To be adverse the use be made under a claim of right and the true owner must not have given permission for or consented to the use. White, 464 Mass. at 418; Houghton, 71 Mass. App. Ct. at 835; Johnson v. Falmouth Planning Bd., 19 LCR 104 , 110 (2011), aff’d sub nom Johnson v. Santos, 81 Mass. App. Ct. 1125 (2012). Permission is not the same as acquiescence. Houghton, 71 Mass. App. Ct. at 836, quoting Ivons-Nispel, Inc. v. Lowe, 347 Mass. 760 , 763 (1964). Permission gives an individual the right to do some act on the land. Spencer v. Rabidou, 340 Mass. 91 , 93 (1959). Permission is revocable and will defeat a claim for a prescriptive easement. Houghton, 71 Mass. App. Ct. at 835. Whether permission has been granted or can be implied will depend on the particular circumstances of the case, including, among other relevant factors, the actions of the owner, the character of the land, the use of the land, and the nature of the relationship between the parties. Totman v. Malloy, 431 Mass. 143 , 145-146 (2000); Kendall v. Selvaggio, 413 Mass. 619 , 624-626 (1992); Houghton, 71 Mass. App. Ct. at 842-843. An unexplained use of an easement for twenty years creates a presumption of adversity. Truc v. Field, 269 Mass. 524 , 528-29 (1930); Houghton, 71 Mass. App. Ct. at 836, quoting Ivons-Nispel, 347 Mass. at 763. The true owner can overcome the presumption by offering evidence that explains the use or shows control over the use. Id. For example, the true owner can defeat the presumption by showing there was express or implied permission or the use was the result of “some license, indulgence, or special contract.” White v. Chapin, 94 Mass. 516 , 519-520 (1866).

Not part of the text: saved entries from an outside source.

// TLS transport for the push gateway and feedback endpoints.
//
// The transport hands out raw byte streams with TCP semantics: writes are
// not message-atomic and reads may return short. All framing discipline
// lives with the caller.
use std::fmt;
use std::io;
use std::sync::Arc;
use std::time::Duration;

use rustls::pki_types::{CertificateDer, PrivateKeyDer, ServerName};
use rustls::{ClientConfig, RootCertStore};
use tokio::io::{AsyncReadExt, AsyncWriteExt};
use tokio::net::TcpStream;
use tokio_rustls::TlsConnector;
use tokio_rustls::client::TlsStream;
use tracing::debug;

pub type Result<T> = std::result::Result<T, Error>;

#[derive(thiserror::Error, Debug)]
pub enum Error {
    #[error("endpoint host {0:?} is not a valid TLS server name")]
    InvalidHost(String),
    #[error("connect to {endpoint}: {source}")]
    Connect {
        endpoint: String,
        source: io::Error,
    },
    #[error("connect to {endpoint} timed out after {timeout:?}")]
    ConnectTimeout {
        endpoint: String,
        timeout: Duration,
    },
    #[error("TLS handshake with {endpoint}: {source}")]
    Handshake {
        endpoint: String,
        source: io::Error,
    },
    #[error("TLS identity rejected: {0}")]
    Identity(#[from] rustls::Error),
    #[error(transparent)]
    Io(#[from] io::Error),
}

/// Client identity presented during the TLS handshake: the push certificate
/// chain and its private key. Supplied by the caller's identity store.
pub struct ClientIdentity {
    pub cert_chain: Vec<CertificateDer<'static>>,
    pub key: PrivateKeyDer<'static>,
}

#[derive(Debug, Clone, PartialEq, Eq)]
pub struct Endpoint {
    pub host: String,
    pub port: u16,
}

impl Endpoint {
    pub fn new(host: impl Into<String>, port: u16) -> Self {
        Self {
            host: host.into(),
            port,
        }
    }
}

impl fmt::Display for Endpoint {
    fn fmt(&self, f: &mut fmt::Formatter<'_>) -> fmt::Result {
        write!(f, "{}:{}", self.host, self.port)
    }
}

/// The gateway/feedback address pair. Replaced as a unit via the client's
/// `configure`.
///
/// ```
/// use courier_transport::Endpoints;
///
/// let sandbox = Endpoints::sandbox();
/// assert_eq!(sandbox.gateway.port, 2195);
/// assert_eq!(sandbox.feedback.port, 2196);
/// ```
#[derive(Debug, Clone, PartialEq, Eq)]
pub struct Endpoints {
    pub gateway: Endpoint,
    pub feedback: Endpoint,
}

impl Endpoints {
    /// The sandbox environment for development builds.
    pub fn sandbox() -> Self {
        Self {
            gateway: Endpoint::new("gateway.sandbox.push.apple.com", 2195),
            feedback: Endpoint::new("feedback.sandbox.push.apple.com", 2196),
        }
    }

    /// The production environment for live applications.
    pub fn production() -> Self {
        Self {
            gateway: Endpoint::new("gateway.push.apple.com", 2195),
            feedback: Endpoint::new("feedback.push.apple.com", 2196),
        }
    }

    /// A dummy environment on the local host, for debugging against a
    /// cooperating fake.
    pub fn local() -> Self {
        Self {
            gateway: Endpoint::new("localhost", 2195),
            feedback: Endpoint::new("localhost", 2196),
        }
    }
}

/// Transport-level configuration defaults.
#[derive(Debug, Clone)]
pub struct TransportConfig {
    pub connect_timeout: Duration,
}

impl Default for TransportConfig {
    fn default() -> Self {
        Self {
            connect_timeout: Duration::from_secs(20),
        }
    }
}

/// Connector that produces mutually-authenticated TLS sessions.
///
/// The rustls client configuration is built once from the identity and
/// trust anchors; replacing either means building a new transport.
pub struct TlsTransport {
    connector: TlsConnector,
    config: TransportConfig,
}

impl TlsTransport {
    pub fn new(
        identity: ClientIdentity,
        roots: RootCertStore,
        config: TransportConfig,
    ) -> Result<Self> {
        let tls = ClientConfig::builder()
            .with_root_certificates(roots)
            .with_client_auth_cert(identity.cert_chain, identity.key)?;
        Ok(Self {
            connector: TlsConnector::from(Arc::new(tls)),
            config,
        })
    }

    /// Resolve, connect, and complete the TLS handshake with `endpoint`.
    pub async fn connect(&self, endpoint: &Endpoint) -> Result<TlsSession> {
        let server_name = ServerName::try_from(endpoint.host.clone())
            .map_err(|_| Error::InvalidHost(endpoint.host.clone()))?;
        let tcp = tokio::time::timeout(
            self.config.connect_timeout,
            TcpStream::connect((endpoint.host.as_str(), endpoint.port)),
        )
        .await
        .map_err(|_| Error::ConnectTimeout {
            endpoint: endpoint.to_string(),
            timeout: self.config.connect_timeout,
        })?
        .map_err(|source| Error::Connect {
            endpoint: endpoint.to_string(),
            source,
        })?;
        let stream = self
            .connector
            .connect(server_name, tcp)
            .await
            .map_err(|source| Error::Handshake {
                endpoint: endpoint.to_string(),
                source,
            })?;
        debug!(endpoint = %endpoint, "TLS session established");
        Ok(TlsSession {
            stream: Some(stream),
            endpoint: endpoint.clone(),
        })
    }
}

/// One live TLS session. Single owner; not shareable between tasks.
#[derive(Debug)]
pub struct TlsSession {
    stream: Option<TlsStream<TcpStream>>,
    endpoint: Endpoint,
}

impl TlsSession {
    pub fn endpoint(&self) -> &Endpoint {
        &self.endpoint
    }

    pub fn is_open(&self) -> bool {
        self.stream.is_some()
    }

    /// Write all of `bytes`, blocking until the transport accepts them.
    pub async fn write_all(&mut self, bytes: &[u8]) -> Result<()> {
        let stream = self.stream_mut()?;
        stream.write_all(bytes).await?;
        stream.flush().await?;
        Ok(())
    }

    /// Read into `buf`. Short reads are expected; `Ok(0)` means the peer
    /// closed the stream.
    pub async fn read(&mut self, buf: &mut [u8]) -> Result<usize> {
        let read = self.stream_mut()?.read(buf).await?;
        Ok(read)
    }

    /// Close the session. Safe to call more than once; the TLS shutdown is
    /// best effort since the peer may already be gone.
    pub async fn close(&mut self) {
        if let Some(mut stream) = self.stream.take() {
            if let Err(err) = stream.shutdown().await {
                debug!(endpoint = %self.endpoint, error = %err, "TLS shutdown failed");
            }
            debug!(endpoint = %self.endpoint, "TLS session closed");
        }
    }

    fn stream_mut(&mut self) -> Result<&mut TlsStream<TcpStream>> {
        self.stream.as_mut().ok_or_else(|| {
            Error::Io(io::Error::new(
                io::ErrorKind::NotConnected,
                "session is closed",
            ))
        })
    }
}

The adverse, open and notorious use of the land must have been continuous for no less than twenty years. G.L. c. 187 § 2; Ryan, 348 Mass. at 263. Circumstantial evidence may be used to establish a continuous use. Bodfish v. Bodfish, 105 Mass. 317 , 319 (1870); Long, 22 LCR at 420; Bagley v. Senn, 19 LCR 6 , 12 (2011). Continuous use does not mean constant use; a claimant need not show there was daily, constant or un-interrupted use over the entire twenty- year period. Kershaw, 342 Mass. at 320-321; Bodfish, 105 Mass. at 319; Bagley, 19 LCR at 12. Intermittent or occasional use, however, is not continuous, Boothroyd, 68 Mass. App. Ct. at 45, and sporadic use will not be found to be continuous unless the acts are “sufficiently pervasive.” Pugatch v. Stoloff, 41 Mass. App. Ct. 536 , 540 (1996); Lally v. Murphy, 21 LCR 315 , 318 (2013). Regular seasonal or periodic use may be considered continuous if there is a pattern of regularity or some degree of consistency in the use. Mahoney v. Heebner, 343 Mass. 770 , 770 (1961) (seasonal absence does not prevent a finding of continuous use); Kershaw, 342 Mass. at 320-321 (finding continuous use in an adverse possession case where a circus performer had marked a boundary, cleared brush, and periodically used the property for exercises and stunts); Stagman v. Kyhos, 19 Mass. App. Ct. 590 , 593 (1985) (noting pattern of regular use on weekends).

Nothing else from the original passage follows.